Andavas nos terrenos com a tua mãe quando liguei um fim de tarde, depois das aulas da televisão, a pensar que já estarias em casa. Não, hoje não vi as aulas, tive de vir acartar água que a minha mãe está grávida e não pode ser ela a fazer tudo. Mas, ligue- me mais logo que já li “A Ilíada” e até fiz o áudio. Não ficou é como eu queria e tenho de voltar a gravar. Acorreu a mãe para dizer que deixasse: andou a chumbar, este ano já se sabe que está perdido e pró ano, vai mas é trabalhar.

“O meu encarregado de educação acompanha o trabalho escolar realizado no ensino a distância? Nunca? Às vezes? Sempre?” Nunca, professora. E se acompanhasse de que servia? A minha mãe fez só o primeiro ciclo.

E tem 3 filhos e outro a caminho. E dá horas em casa da patroa. E também numa quinta onde lhe dão trabalho. Ao fim da tarde grangeia os seus terrenos. É uma mulher valente. “Não viro a cara a nada!”, disse-me, quando o filho veio transferido de outra escola.

Eu, eu é que acompanho a minha mãe. Sou o mais velho. Está a ver, professora?

A simplificação

Àquele NUNCA, assim absoluto, apetecia-me acrescentar uma explicação. Que não deixasse margem a interpretações de desinteresse, negligência da família: pois é, quando os têm em casa não ligam nenhuma! Mas não há caixa de observações no questionário, estamos no tratamento ágil de dados, no sim ou não, sem matizes nem estados de alma. Tudo mudou com o confinamento. No digital nada. A não ser a expansão exponencialmente acelerada. Para o bem e para o mal.

Finalmente, por força da situação, os instrumentos de alta tecnologia de que os alunos dispõem têm de servir para o trabalho e desenvolvimento cognitivo. Na realidade dos factos, o uso era sobretudo recreativo. Numa percentagem muito alta. Agora há que desenvolver competências digitais em situação de trabalho a par de uma ética na pesquisa e tratamento de dados. É possível sim, um maior protagonismo e controle do

aluno no seu processo de aprendizagem. As sessões online propiciam a participação síncrona de vários alunos, se fizermos agir o oral com a reação escrita imediata. Cada um não tem de estar à espera que o colega termine de dizer a sua resposta para escrever a sua frase. Trabalha-se mais “a quente” e as interações podem ser mais vivas. Consegue-se às vezes uma fluência de comunicação extraordinária, porque as respostas escritas individuais são visíveis para todos e propiciam interações múltiplas. Escritos sérios, originais, produzem efeitos de reflexão em todo o grupo. O total dos diálogos de cada aula fica registado e é visível para revisitação, se necessário e desejado. Está aberta a possibilidade de uma interlocução mais exigente e mais imediatamente controlada no tratamento da informação.

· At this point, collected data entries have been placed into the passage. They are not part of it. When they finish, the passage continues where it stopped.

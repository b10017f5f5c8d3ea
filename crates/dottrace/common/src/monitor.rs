// Dottrace
// Copyright (C) 2025 Synerthink

// This program is free software: you can redistribute it and/or modify
// it under the terms of the GNU Affero General Public License as published by
// the Free Software Foundation, either version 3 of the License, or
// (at your option) any later version.

// This program is distributed in the hope that it will be useful,
// but WITHOUT ANY WARRANTY; without even the implied warranty of
// MERCHANTABILITY or FITNESS FOR A PARTICULAR PURPOSE.  See the
// GNU Affero General Public License for more details.

// You should have received a copy of the GNU Affero General Public License
// along with this program.  If not, see <http://www.gnu.org/licenses/>.

use parking_lot::Mutex;
use std::sync::Arc;
use std::sync::atomic::{AtomicBool, Ordering};
use tracing::debug;

/// Cooperative cancellation signal polled at blocking points.
///
/// Builders and the query provider check a monitor between units of work and
/// while parked on a store; a cancelled monitor turns the surrounding wait
/// into a `Cancelled` outcome, never a `Failed` one.
pub trait Monitor: Send + Sync {
    /// Non-blocking check of the cancellation flag.
    fn is_cancelled(&self) -> bool;
}

/// Atomic cancellation flag with an optional reason.
///
/// # Thread Safety
/// - `AtomicBool` carries the cancellation status
/// - `Mutex<Option<String>>` protects the reason
#[derive(Debug, Clone, Default)]
pub struct CancellationMonitor {
    cancelled: Arc<AtomicBool>,
    reason: Arc<Mutex<Option<String>>>,
}

impl CancellationMonitor {
    /// Creates a monitor in the not-cancelled state.
    pub fn new() -> Self {
        Self::default()
    }

    /// Requests cancellation. Idempotent; the first provided reason is kept.
    pub fn cancel(&self, reason: Option<&str>) {
        if let Some(reason) = reason {
            let mut slot = self.reason.lock();
            if slot.is_none() {
                *slot = Some(reason.to_string());
            }
        }
        if !self.cancelled.swap(true, Ordering::AcqRel) {
            debug!(reason = ?self.reason.lock().as_deref(), "cancellation requested");
        }
    }

    /// The reason passed to the first effective `cancel` call, if any.
    pub fn reason(&self) -> Option<String> {
        self.reason.lock().clone()
    }
}

impl Monitor for CancellationMonitor {
    fn is_cancelled(&self) -> bool {
        self.cancelled.load(Ordering::Acquire)
    }
}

Porém, no quotidiano, colocar o diálogo em linhas de autenticidade é uma batalha dura, bruta e… desalentadora. Porque a tentação é grande de ir buscar o que já está feito para vir colar na linha da resposta. “Então o que queres dizer com esta expressão? Estarás a usar, como se fossem tuas, palavras de que nem sabes o significado?” Imenso é o mundo da informação, tudo lhes parece aceitável e mesmo entre professores não são consensuais os parâmetros orientadores.

Se os ventos correm a favor, porque não pode o aluno fazer o que “toda a gente faz”? O que interessa é ter a resposta certa e não o andar à procura de qual é a questão.